きっと朝から早起きして、俺の誕生日を祝うために色々と準備してくれていたのであろうひんやりと冷たいまおの体を抱きしめる。
髪の毛に鼻先を埋めると甘い香りが鼻先をくすぐり、背中に腕を回すと手のひらになじんだなめらかな肌の感触を感じ、密着した胸からは、まおの鼓動を感じる・・・。
31回目の誕生日にも、この腕に愛しいまおを抱ける幸せ。
「31歳の俺も、見ててくれな。まお?」
「うんっ・・・。両目見開いて、ちゃんと見てる。
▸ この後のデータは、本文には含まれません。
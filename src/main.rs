use anyhow::{Context, Result};
use clap::Parser;
use image::RgbaImage;
use std::path::Path;
use tracing_subscriber::EnvFilter;

use hemolens::cli::{Cli, Commands, DietArg, GenderArg, HistoryArgs, LanguageArg, ScreenArgs};
use hemolens::core_modules::roi::roi::{RegionRect, Roi};
use hemolens::pipeline::{
    DietPreference, EyeRegions, Gender, Language, PatientProfile, ScreeningPipeline,
};
use hemolens::report::ReportDocument;
use hemolens::storage::{RecordStore, ScreeningRecord};

#[tokio::main]
async fn main() -> Result<()> {
    tracing_subscriber::fmt()
        .with_env_filter(
            EnvFilter::try_from_default_env().unwrap_or_else(|_| EnvFilter::new("info")),
        )
        .init();

    let cli = Cli::parse();
    match cli.command {
        Commands::Screen(args) => run_screen(args).await,
        Commands::History(args) => run_history(args).await,
    }
}

async fn run_screen(args: ScreenArgs) -> Result<()> {
    let language = match args.language {
        LanguageArg::English => Language::English,
        LanguageArg::Hindi => Language::Hindi,
    };
    let patient = PatientProfile {
        name: args.name.clone(),
        age: args.age,
        gender: match args.gender {
            GenderArg::Male => Gender::Male,
            GenderArg::Female => Gender::Female,
            GenderArg::Other => Gender::Other,
        },
        diet: match args.diet {
            DietArg::Vegetarian => DietPreference::Vegetarian,
            DietArg::NonVegetarian => DietPreference::NonVegetarian,
        },
    };

    // Decode both photographs concurrently; decoding dominates startup time.
    let left_path = args.left_eye.clone();
    let right_path = args.right_eye.clone();
    let (left_image, right_image) = futures::future::try_join(
        tokio::task::spawn_blocking(move || decode_rgba(&left_path)),
        tokio::task::spawn_blocking(move || decode_rgba(&right_path)),
    )
    .await
    .context("photo decoding task failed")?;
    let (left_image, right_image) = (left_image?, right_image?);

    let left = extract_eye(&left_image, args.left_reference, args.left_measurement)
        .context("left eye region selection")?;
    let right = extract_eye(&right_image, args.right_reference, args.right_measurement)
        .context("right eye region selection")?;

    let pipeline = ScreeningPipeline::new(language);
    let result = pipeline.analyze(&patient, &left, &right)?;

    let document = ReportDocument::assemble(&patient, &result, language);
    let rendered = if args.json {
        document.to_json()?
    } else {
        document.render_text()
    };
    match &args.report {
        Some(path) => {
            std::fs::write(path, &rendered)
                .with_context(|| format!("failed to write report to {}", path.display()))?;
            tracing::info!(report = %path.display(), "report written");
        }
        None => println!("{rendered}"),
    }

    let store = RecordStore::spawn(args.db.clone());
    store
        .append(ScreeningRecord::from_screening(&patient, &result))
        .await?;
    store.shutdown().await;
    tracing::info!(hb_value = result.hb_value, db = %args.db.display(), "record persisted");

    Ok(())
}

async fn run_history(args: HistoryArgs) -> Result<()> {
    let normalized = args.name.trim().to_lowercase();
    let store = RecordStore::spawn(args.db.clone());
    let records = store.history(&normalized).await?;
    store.shutdown().await;

    if records.is_empty() {
        println!("No records found for '{normalized}'.");
        return Ok(());
    }

    println!("{:<17} {:>6}  {}", "Timestamp", "Hb", "Status");
    for record in &records {
        println!(
            "{:<17} {:>6.1}  {}",
            record.timestamp, record.hb_level, record.status
        );
    }
    Ok(())
}

fn decode_rgba(path: &Path) -> Result<RgbaImage> {
    let photo = image::open(path)
        .with_context(|| format!("failed to open photograph {}", path.display()))?;
    Ok(photo.to_rgba8())
}

fn extract_eye(
    image: &RgbaImage,
    reference: RegionRect,
    measurement: RegionRect,
) -> Result<EyeRegions> {
    let (width, height) = image.dimensions();
    Ok(EyeRegions {
        reference: Roi::from_rgba_buffer(image.as_raw(), width, height, reference)?,
        measurement: Roi::from_rgba_buffer(image.as_raw(), width, height, measurement)?,
    })
}
use clap::{Args, Parser, Subcommand, ValueEnum};
use std::path::PathBuf;

use crate::core_modules::roi::roi::RegionRect;

#[derive(Debug, Parser)]
#[command(name = "hemolens", version, about = "Anemia screening from eyelid photographs")]
pub struct Cli {
    #[command(subcommand)]
    pub command: Commands,
}

#[derive(Debug, Subcommand)]
pub enum Commands {
    /// Run one screening from two eye photographs.
    Screen(ScreenArgs),
    /// Show a patient's past screenings.
    History(HistoryArgs),
}

#[derive(Debug, Args)]
pub struct ScreenArgs {
    #[arg(long, help = "Patient name")]
    pub name: String,

    #[arg(long, default_value_t = 25)]
    pub age: u32,

    #[arg(long, value_enum, default_value_t = GenderArg::Other)]
    pub gender: GenderArg,

    #[arg(long, value_enum, default_value_t = DietArg::Vegetarian)]
    pub diet: DietArg,

    #[arg(long, value_enum, default_value_t = LanguageArg::English)]
    pub language: LanguageArg,

    #[arg(long, help = "Left eye photograph (jpg/png)")]
    pub left_eye: PathBuf,

    #[arg(long, help = "Right eye photograph (jpg/png)")]
    pub right_eye: PathBuf,

    #[arg(long, value_parser = parse_rect, help = "Left white/sclera patch as x,y,w,h")]
    pub left_reference: RegionRect,

    #[arg(long, value_parser = parse_rect, help = "Left inner-eyelid patch as x,y,w,h")]
    pub left_measurement: RegionRect,

    #[arg(long, value_parser = parse_rect, help = "Right white/sclera patch as x,y,w,h")]
    pub right_reference: RegionRect,

    #[arg(long, value_parser = parse_rect, help = "Right inner-eyelid patch as x,y,w,h")]
    pub right_measurement: RegionRect,

    #[arg(long, default_value = "hemolens_records.csv", help = "Record file")]
    pub db: PathBuf,

    #[arg(long, help = "Write the report to this file instead of stdout")]
    pub report: Option<PathBuf>,

    #[arg(long, default_value_t = false, help = "Emit the report as JSON")]
    pub json: bool,
}

#[derive(Debug, Args)]
pub struct HistoryArgs {
    #[arg(long, help = "Patient name to look up")]
    pub name: String,

    #[arg(long, default_value = "hemolens_records.csv", help = "Record file")]
    pub db: PathBuf,
}

#[derive(Debug, Clone, Copy, PartialEq, Eq, ValueEnum)]
pub enum GenderArg {
    Male,
    Female,
    Other,
}

#[derive(Debug, Clone, Copy, PartialEq, Eq, ValueEnum)]
pub enum DietArg {
    Vegetarian,
    NonVegetarian,
}

#[derive(Debug, Clone, Copy, PartialEq, Eq, ValueEnum)]
pub enum LanguageArg {
    English,
    Hindi,
}

/// Parses an `x,y,w,h` selection into a `RegionRect`.
pub fn parse_rect(raw: &str) -> Result<RegionRect, String> {
    let parts: Vec<&str> = raw.split(',').map(str::trim).collect();
    if parts.len() != 4 {
        return Err(format!("expected x,y,w,h, got '{raw}'"));
    }
    let mut values = [0u32; 4];
    for (slot, part) in values.iter_mut().zip(&parts) {
        *slot = part
            .parse()
            .map_err(|e| format!("bad component '{part}': {e}"))?;
    }
    Ok(RegionRect {
        x: values[0],
        y: values[1],
        width: values[2],
        height: values[3],
    })
}
// THEORY:
// The `diet_classifier` module turns a finished hemoglobin estimate into the
// words the user sees: a clinical status and dietary guidance. It is the last
// stage of the pipeline and contains no arithmetic beyond a single cutoff
// comparison; everything else is table lookup keyed by diet preference and
// language.
//
// The cutoff is applied uniformly regardless of age or gender. The reference
// table shown on reports uses gendered thresholds (13.0 male / 12.0 female),
// and the two intentionally disagree; the classification rule is the 11.5
// screening cutoff and nothing else.

use crate::core_modules::hb_estimator::HbValue;
use crate::localization::{self, Language};

/// Hemoglobin values below this are classified as anemic. Strict comparison;
/// a value exactly at the cutoff is Normal.
pub const ANEMIA_CUTOFF: HbValue = 11.5;

/// The clinical screening status of an estimate.
#[derive(Debug, Clone, Copy, PartialEq, Eq)]
pub enum HbStatus {
    Normal,
    AnemiaDetected,
}

/// The patient's declared diet, selecting which plan variant applies.
#[derive(Debug, Clone, Copy, PartialEq, Eq)]
pub enum DietPreference {
    Vegetarian,
    NonVegetarian,
}

impl DietPreference {
    pub fn as_str(&self) -> &'static str {
        match self {
            Self::Vegetarian => "Vegetarian",
            Self::NonVegetarian => "Non-Vegetarian",
        }
    }
}

/// Status plus the localized guidance texts selected for it.
#[derive(Debug, Clone, Copy, PartialEq, Eq)]
pub struct DietGuidance {
    pub status: HbStatus,
    /// Localized label for `status`.
    pub status_label: &'static str,
    /// Dietary plan for the (diet, language) pair.
    pub plan: &'static str,
    /// Absorption tip for the language.
    pub advice: &'static str,
}

/// Maps a hemoglobin value to a status and guidance texts. Pure lookup; no
/// hidden state, identical inputs always select identical texts.
pub fn classify(hb: HbValue, diet: DietPreference, language: Language) -> DietGuidance {
    let status = if hb < ANEMIA_CUTOFF {
        HbStatus::AnemiaDetected
    } else {
        HbStatus::Normal
    };

    DietGuidance {
        status,
        status_label: localization::status_label(status, language),
        plan: localization::diet_plan(diet, language),
        advice: localization::advice(language),
    }
}

#[cfg(test)]
mod tests {
    use super::*;

    #[test]
    fn low_values_are_anemic() {
        let guidance = classify(9.1, DietPreference::Vegetarian, Language::English);
        assert_eq!(guidance.status, HbStatus::AnemiaDetected);
        assert_eq!(guidance.status_label, "Anemia Detected");
    }

    #[test]
    fn the_cutoff_itself_is_normal() {
        let guidance = classify(11.5, DietPreference::Vegetarian, Language::English);
        assert_eq!(guidance.status, HbStatus::Normal);
    }

    #[test]
    fn just_under_the_cutoff_is_anemic() {
        let guidance = classify(11.4, DietPreference::Vegetarian, Language::English);
        assert_eq!(guidance.status, HbStatus::AnemiaDetected);
    }

    #[test]
    fn classification_ignores_diet_and_language() {
        for diet in [DietPreference::Vegetarian, DietPreference::NonVegetarian] {
            for language in [Language::English, Language::Hindi] {
                assert_eq!(classify(12.9, diet, language).status, HbStatus::Normal);
                assert_eq!(
                    classify(10.0, diet, language).status,
                    HbStatus::AnemiaDetected
                );
            }
        }
    }

    #[test]
    fn repeated_calls_select_identical_texts() {
        let first = classify(10.0, DietPreference::NonVegetarian, Language::Hindi);
        let second = classify(10.0, DietPreference::NonVegetarian, Language::Hindi);
        assert_eq!(first, second);
    }
}
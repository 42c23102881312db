// THEORY:
// The `report` module is the rendering collaborator: it receives one finished
// `ScreeningResult` plus the patient identity and assembles the document the
// user keeps. The document is a plain data structure first and a rendering
// second, so hosts can serialize it (JSON) or print it (text) without
// re-deriving any content.
//
// Two blocks are fixed on every report regardless of outcome: the biological
// reference table and the medical disclaimer. The reference table shows the
// gendered laboratory ranges even though classification uses the uniform
// screening cutoff; the discrepancy is part of the preserved behavior.

use serde::Serialize;

use crate::localization::{self, Language};
use crate::pipeline::{PatientProfile, ScreeningResult};

/// Laboratory reference range shown on every report: Adult Male.
pub const MALE_RANGE_G_DL: (f64, f64) = (13.0, 17.0);
/// Laboratory anemia threshold shown for Adult Male.
pub const MALE_ANEMIA_BELOW_G_DL: f64 = 13.0;
/// Laboratory reference range shown on every report: Adult Female.
pub const FEMALE_RANGE_G_DL: (f64, f64) = (12.0, 15.0);
/// Laboratory anemia threshold shown for Adult Female.
pub const FEMALE_ANEMIA_BELOW_G_DL: f64 = 12.0;

/// One row of the biological reference table.
#[derive(Debug, Clone, Serialize)]
pub struct ReferenceRow {
    pub group: String,
    pub low_g_dl: f64,
    pub high_g_dl: f64,
    pub anemia_below_g_dl: f64,
}

/// The complete, self-contained report for one screening run.
#[derive(Debug, Clone, Serialize)]
pub struct ReportDocument {
    pub language: Language,
    pub name: String,
    pub age: u32,
    pub gender: String,
    pub diet: String,
    pub hb_value: f64,
    pub status: String,
    pub diet_plan: String,
    pub advice: String,
    pub reference_ranges: Vec<ReferenceRow>,
    pub disclaimer: String,
}

impl ReportDocument {
    /// Assembles the document from a finished result. All localized content
    /// is resolved here; rendering afterwards is purely mechanical.
    pub fn assemble(
        patient: &PatientProfile,
        result: &ScreeningResult,
        language: Language,
    ) -> Self {
        let strings = localization::report_strings(language);
        Self {
            language,
            name: patient.display_name(),
            age: patient.age,
            gender: patient.gender.as_str().to_string(),
            diet: patient.diet.as_str().to_string(),
            hb_value: result.hb_value,
            status: result.status_label.to_string(),
            diet_plan: result.diet_plan.to_string(),
            advice: result.advice.to_string(),
            reference_ranges: vec![
                ReferenceRow {
                    group: strings.male_range_label.to_string(),
                    low_g_dl: MALE_RANGE_G_DL.0,
                    high_g_dl: MALE_RANGE_G_DL.1,
                    anemia_below_g_dl: MALE_ANEMIA_BELOW_G_DL,
                },
                ReferenceRow {
                    group: strings.female_range_label.to_string(),
                    low_g_dl: FEMALE_RANGE_G_DL.0,
                    high_g_dl: FEMALE_RANGE_G_DL.1,
                    anemia_below_g_dl: FEMALE_ANEMIA_BELOW_G_DL,
                },
            ],
            disclaimer: strings.disclaimer.to_string(),
        }
    }

    /// Renders the printable text document.
    pub fn render_text(&self) -> String {
        let strings = localization::report_strings(self.language);
        let mut out = String::new();

        out.push_str("=======================================\n");
        out.push_str(&format!("        {}\n", strings.title));
        out.push_str(&format!("        {}\n", strings.subtitle));
        out.push_str("=======================================\n\n");

        out.push_str(&format!(
            "{}: {}\n",
            strings.name_label,
            self.name.to_uppercase()
        ));
        out.push_str(&format!(
            "{}: {} / {}\n",
            strings.age_gender_label, self.age, self.gender
        ));
        out.push_str(&format!("{}: {}\n\n", strings.diet_label, self.diet));

        out.push_str(&format!("{}\n", strings.results_heading));
        out.push_str(&format!(
            "  {}: {:.1} g/dL\n",
            strings.hb_label, self.hb_value
        ));
        out.push_str(&format!("  {}\n\n", self.status));

        out.push_str(&format!(
            "{}: {}\n",
            strings.recommendation_heading, self.diet_plan
        ));
        out.push_str(&format!("{}: {}\n\n", strings.tip_heading, self.advice));

        out.push_str(&format!("{}\n", strings.reference_heading));
        for row in &self.reference_ranges {
            out.push_str(&format!(
                "  {}: {:.1}-{:.1} g/dL ({} {:.1})\n",
                row.group,
                row.low_g_dl,
                row.high_g_dl,
                strings.anemia_below_label,
                row.anemia_below_g_dl
            ));
        }

        out.push_str("\n---------------------------------------\n");
        out.push_str(&format!("{}\n", self.disclaimer));
        out
    }

    /// The JSON form of the document, for machine consumers.
    pub fn to_json(&self) -> Result<String, serde_json::Error> {
        serde_json::to_string_pretty(self)
    }
}

#[cfg(test)]
mod tests {
    use super::*;
    use crate::pipeline::{DietPreference, Gender, HbStatus, PatientProfile};

    fn sample_result() -> ScreeningResult {
        ScreeningResult {
            hb_value: 12.9,
            status: HbStatus::Normal,
            status_label: "Normal",
            diet_plan: "Diet: Spinach, Beetroot, Dates.",
            advice: "Take Vitamin C for absorption.",
        }
    }

    fn sample_patient() -> PatientProfile {
        PatientProfile {
            name: "Asha Verma".to_string(),
            age: 25,
            gender: Gender::Female,
            diet: DietPreference::Vegetarian,
        }
    }

    #[test]
    fn text_report_carries_identity_result_and_guidance() {
        let document =
            ReportDocument::assemble(&sample_patient(), &sample_result(), Language::English);
        let text = document.render_text();

        assert!(text.contains("ASHA VERMA"));
        assert!(text.contains("25 / Female"));
        assert!(text.contains("12.9 g/dL"));
        assert!(text.contains("Normal"));
        assert!(text.contains("Diet: Spinach, Beetroot, Dates."));
        assert!(text.contains("Take Vitamin C for absorption."));
    }

    #[test]
    fn reference_table_and_disclaimer_are_always_present() {
        let document =
            ReportDocument::assemble(&sample_patient(), &sample_result(), Language::English);
        let text = document.render_text();

        assert!(text.contains("Adult Male: 13.0-17.0 g/dL (anemia below 13.0)"));
        assert!(text.contains("Adult Female: 12.0-15.0 g/dL (anemia below 12.0)"));
        assert!(text.contains("NOT a clinical diagnosis"));
        assert!(text.contains("+/- 1 g/dL"));
        assert!(text.contains("CBC"));
    }

    #[test]
    fn hindi_report_keeps_the_semantic_blocks() {
        let document =
            ReportDocument::assemble(&sample_patient(), &sample_result(), Language::Hindi);
        let text = document.render_text();

        // Localized wording, same semantic content.
        assert!(text.contains("13.0-17.0 g/dL"));
        assert!(text.contains("12.0-15.0 g/dL"));
        assert!(text.contains("+/- 1 g/dL"));
        assert!(text.contains("CBC"));
    }

    #[test]
    fn json_form_exposes_the_flat_fields() {
        let document =
            ReportDocument::assemble(&sample_patient(), &sample_result(), Language::English);
        let json = document.to_json().unwrap();

        assert!(json.contains("\"hb_value\": 12.9"));
        assert!(json.contains("\"status\": \"Normal\""));
        assert!(json.contains("\"reference_ranges\""));
    }
}
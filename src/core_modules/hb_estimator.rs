// THEORY:
// The `hb_estimator` module provides the comparative analysis at the heart of
// the engine. A measurement sample is meaningless on its own: the absolute
// color of an eyelid photograph is dominated by the phone's exposure and white
// balance. Its value is in its relationship to a reference sample taken from
// the same photograph.
//
// Key architectural principles:
// 1.  **Comparative Analysis**: The core method takes two samples. Dividing
//     each measurement channel by the matching reference channel cancels the
//     per-photo lighting and white-balance variation, leaving a normalized
//     redness signal.
// 2.  **Guarded Arithmetic**: Every denominator carries a small epsilon so a
//     zero channel mean degrades into a bounded, clamped number instead of a
//     runtime fault. The guard is invisible to callers.
// 3.  **Fixed Calibration**: The linear map from redness ratio to g/dL and the
//     clamp range are hand-calibrated constants. They are reproduced exactly;
//     output parity with the calibration sessions depends on it.
//
// The estimator does not validate its inputs. Callers validate the measurement
// region first and refuse to estimate on anything that is not tissue.

use crate::core_modules::roi::roi::ColorSample;

pub type HbValue = f64;

/// Lower bound of any reported estimate, in g/dL.
pub const HB_FLOOR: HbValue = 6.0;
/// Upper bound of any reported estimate, in g/dL.
pub const HB_CEILING: HbValue = 16.5;

const RATIO_EPSILON: f64 = 1e-6;
const CALIBRATION_OFFSET: f64 = 2.0;
const CALIBRATION_SLOPE: f64 = 6.0;

/// Estimates a hemoglobin concentration from one eye's reference and
/// measurement samples. Deterministic; always within [HB_FLOOR, HB_CEILING].
pub fn estimate(reference: &ColorSample, measurement: &ColorSample) -> HbValue {
    let r = measurement.red / (reference.red + RATIO_EPSILON);
    let g = measurement.green / (reference.green + RATIO_EPSILON);
    let b = measurement.blue / (reference.blue + RATIO_EPSILON);

    // Redness relative to the reference white balance.
    let ratio = r / ((g + b) / 2.0 + RATIO_EPSILON);

    clamp(CALIBRATION_OFFSET + ratio * CALIBRATION_SLOPE)
}

/// Restricts a raw estimate to the reportable range. Idempotent.
pub fn clamp(value: HbValue) -> HbValue {
    value.clamp(HB_FLOOR, HB_CEILING)
}

#[cfg(test)]
mod tests {
    use super::*;

    #[test]
    fn normal_tissue_example() {
        let reference = ColorSample::new(200.0, 190.0, 185.0);
        let measurement = ColorSample::new(180.0, 90.0, 95.0);
        let hb = estimate(&reference, &measurement);
        assert!((hb - 12.94).abs() < 0.01, "unexpected estimate {hb}");
    }

    #[test]
    fn pale_tissue_example() {
        let reference = ColorSample::new(210.0, 205.0, 200.0);
        let measurement = ColorSample::new(150.0, 120.0, 125.0);
        let hb = estimate(&reference, &measurement);
        assert!((hb - 9.08).abs() < 0.01, "unexpected estimate {hb}");
    }

    #[test]
    fn estimate_is_deterministic() {
        let reference = ColorSample::new(200.0, 190.0, 185.0);
        let measurement = ColorSample::new(180.0, 90.0, 95.0);
        let first = estimate(&reference, &measurement);
        let second = estimate(&reference, &measurement);
        assert_eq!(first, second);
    }

    #[test]
    fn extreme_redness_is_clamped_to_the_ceiling() {
        let reference = ColorSample::new(255.0, 255.0, 255.0);
        let measurement = ColorSample::new(255.0, 1.0, 1.0);
        assert_eq!(estimate(&reference, &measurement), HB_CEILING);
    }

    #[test]
    fn absent_redness_is_clamped_to_the_floor() {
        let reference = ColorSample::new(255.0, 255.0, 255.0);
        let measurement = ColorSample::new(1.0, 255.0, 255.0);
        assert_eq!(estimate(&reference, &measurement), HB_FLOOR);
    }

    #[test]
    fn zero_reference_channels_do_not_fault() {
        let reference = ColorSample::new(0.0, 0.0, 0.0);
        let measurement = ColorSample::new(120.0, 60.0, 60.0);
        let hb = estimate(&reference, &measurement);
        assert!((HB_FLOOR..=HB_CEILING).contains(&hb));
    }

    #[test]
    fn clamp_is_idempotent() {
        for value in [-3.0, 6.0, 11.5, 16.5, 42.0] {
            assert_eq!(clamp(clamp(value)), clamp(value));
        }
    }
}
// THEORY:
// The `region_validator` module is the gatekeeper of the screening engine. A
// user-selected region is only worth estimating if its average color plausibly
// depicts reddish conjunctival tissue; everything else (shadow, glare, skin,
// background) must be rejected with a reason the user can act on.
//
// Key architectural principles:
// 1.  **Ordered Rule Chain**: Classification is a fixed sequence of
//     (predicate, verdict) rules evaluated first-match-wins. Later rules are
//     only meaningful because earlier ones did not match, so the order is as
//     much a part of the contract as the thresholds themselves.
// 2.  **Tagged Verdict**: An invalid region is an expected, frequent outcome,
//     not an exceptional one. The result is a plain enum, never an error path.
// 3.  **Empirical Constants**: The thresholds were fixed against real capture
//     sessions. They are named constants on the byte scale and are not
//     configurable at runtime.
//
// The validator judges a `ColorSample`, not a `Roi`: the mean is computed once
// by the caller and shared with the estimator.

use crate::core_modules::roi::roi::ColorSample;

const DARK_CHANNEL_CEILING: f64 = 60.0;
const BRIGHT_CHANNEL_FLOOR: f64 = 190.0;
const MIN_RED_GREEN_GAP: f64 = 17.0;

/// The verdict for a single user-selected region, based on its mean color.
#[derive(Debug, Clone, Copy, PartialEq, Eq)]
pub enum RegionVerdict {
    /// The region is red-dominant tissue and can be measured.
    Valid,
    /// All channels are near black; likely pupil or eyelash shadow.
    TooDark,
    /// All channels are near white; likely sclera glare or overexposure.
    TooBright,
    /// The region is not red-dominant; likely background or clothing.
    InvalidColor,
    /// Red barely exceeds green; typical of skin rather than conjunctiva.
    SkinToneDetected,
    /// Safety fallback; unreachable given the prior rules but retained.
    UnknownObject,
}

impl RegionVerdict {
    pub fn is_valid(&self) -> bool {
        matches!(self, RegionVerdict::Valid)
    }

    /// Stable human-readable label, used in rejection reasons and records.
    pub fn description(&self) -> &'static str {
        match self {
            RegionVerdict::Valid => "Valid",
            RegionVerdict::TooDark => "Too Dark",
            RegionVerdict::TooBright => "Too Bright",
            RegionVerdict::InvalidColor => "Invalid Color",
            RegionVerdict::SkinToneDetected => "Skin Tone Detected",
            RegionVerdict::UnknownObject => "Unknown Object",
        }
    }
}

impl std::fmt::Display for RegionVerdict {
    fn fmt(&self, f: &mut std::fmt::Formatter<'_>) -> std::fmt::Result {
        f.write_str(self.description())
    }
}

/// Classifies whether a region's mean color plausibly depicts conjunctival
/// tissue. First matching rule wins.
pub fn validate(sample: &ColorSample) -> RegionVerdict {
    let (r, g, b) = (sample.red, sample.green, sample.blue);

    if r < DARK_CHANNEL_CEILING && g < DARK_CHANNEL_CEILING && b < DARK_CHANNEL_CEILING {
        return RegionVerdict::TooDark;
    }
    if r > BRIGHT_CHANNEL_FLOOR && g > BRIGHT_CHANNEL_FLOOR && b > BRIGHT_CHANNEL_FLOOR {
        return RegionVerdict::TooBright;
    }
    if g >= r || b >= r {
        return RegionVerdict::InvalidColor;
    }
    if (r - g) < MIN_RED_GREEN_GAP {
        return RegionVerdict::SkinToneDetected;
    }
    if r > g && r > b {
        return RegionVerdict::Valid;
    }
    RegionVerdict::UnknownObject
}

#[cfg(test)]
mod tests {
    use super::*;

    fn sample(r: f64, g: f64, b: f64) -> ColorSample {
        ColorSample::new(r, g, b)
    }

    #[test]
    fn near_black_regions_are_too_dark() {
        assert_eq!(validate(&sample(10.0, 20.0, 30.0)), RegionVerdict::TooDark);
        assert_eq!(validate(&sample(59.9, 59.9, 59.9)), RegionVerdict::TooDark);
    }

    #[test]
    fn darkness_rule_wins_over_later_rules() {
        // Green-dominant but dark: the first rule must claim it.
        assert_eq!(validate(&sample(20.0, 50.0, 10.0)), RegionVerdict::TooDark);
    }

    #[test]
    fn channels_at_the_dark_boundary_are_not_dark() {
        // 60 is not < 60; this sample falls through to the dominance rule.
        assert_eq!(
            validate(&sample(60.0, 60.0, 60.0)),
            RegionVerdict::InvalidColor
        );
    }

    #[test]
    fn near_white_regions_are_too_bright() {
        assert_eq!(
            validate(&sample(250.0, 245.0, 240.0)),
            RegionVerdict::TooBright
        );
    }

    #[test]
    fn channels_at_the_bright_boundary_are_not_bright() {
        // 190 is not > 190; equal channels then fail red dominance.
        assert_eq!(
            validate(&sample(190.0, 190.0, 190.0)),
            RegionVerdict::InvalidColor
        );
    }

    #[test]
    fn non_red_dominant_regions_are_invalid_color() {
        assert_eq!(
            validate(&sample(90.0, 100.0, 50.0)),
            RegionVerdict::InvalidColor
        );
        assert_eq!(
            validate(&sample(90.0, 50.0, 100.0)),
            RegionVerdict::InvalidColor
        );
        // Ties count as non-dominant.
        assert_eq!(
            validate(&sample(90.0, 90.0, 50.0)),
            RegionVerdict::InvalidColor
        );
    }

    #[test]
    fn weakly_saturated_red_reads_as_skin() {
        assert_eq!(
            validate(&sample(100.0, 90.0, 80.0)),
            RegionVerdict::SkinToneDetected
        );
        // A gap just under the threshold still reads as skin.
        assert_eq!(
            validate(&sample(100.0, 83.1, 80.0)),
            RegionVerdict::SkinToneDetected
        );
    }

    #[test]
    fn a_gap_at_the_threshold_is_tissue() {
        assert_eq!(validate(&sample(100.0, 83.0, 80.0)), RegionVerdict::Valid);
    }

    #[test]
    fn saturated_red_tissue_is_valid() {
        assert_eq!(validate(&sample(180.0, 90.0, 95.0)), RegionVerdict::Valid);
    }
}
」
キラッキラの瞳を、これでもかっ!!ってぐらいに見開いて、みつめてくれるまお。
ぷぷぷ。
素直に反応してくれるまおが、なんだかおかしい。
気持ちの問題、のことを言ってるんだけどな・・・・。
・・・お前の目は大きいから、普通にしてても十分見えてそうだよ・・・。
「なあ?さっきから甘い匂いしてるんだけど、何?」
「あ。気がついてくれたっ!?・・・・実はねえ。ケーキ焼いたの。」
「ケーキいい?」
確かに俺との二人暮らし状態で、格段に料理の腕は上手くなったけれども。
まさか、スイーツにまで手をだしていたとは・・・。
「難しいんだよお。意外と。卵白しっかり泡立てないと、すぐぺっしゃんこになるし・・・。」
ぺしゃん!!って両手を合わせてジェスチャーしている仕草が愛くるしくて、きっとクリームまみれになりながら悪戦苦闘したんだなあ、と思うと思わず笑みがこぼれる。
「ねねね。大ちゃん、食べてみて~~。」
「お前・・・。朝からケーキかよお。」
なんて文句を言いながらも、腕を引かれてダイニングに向かうと、オーブンから取り出したばかりのほかほかと湯気を立てている焼き立てのケーキはとてもうまそうで。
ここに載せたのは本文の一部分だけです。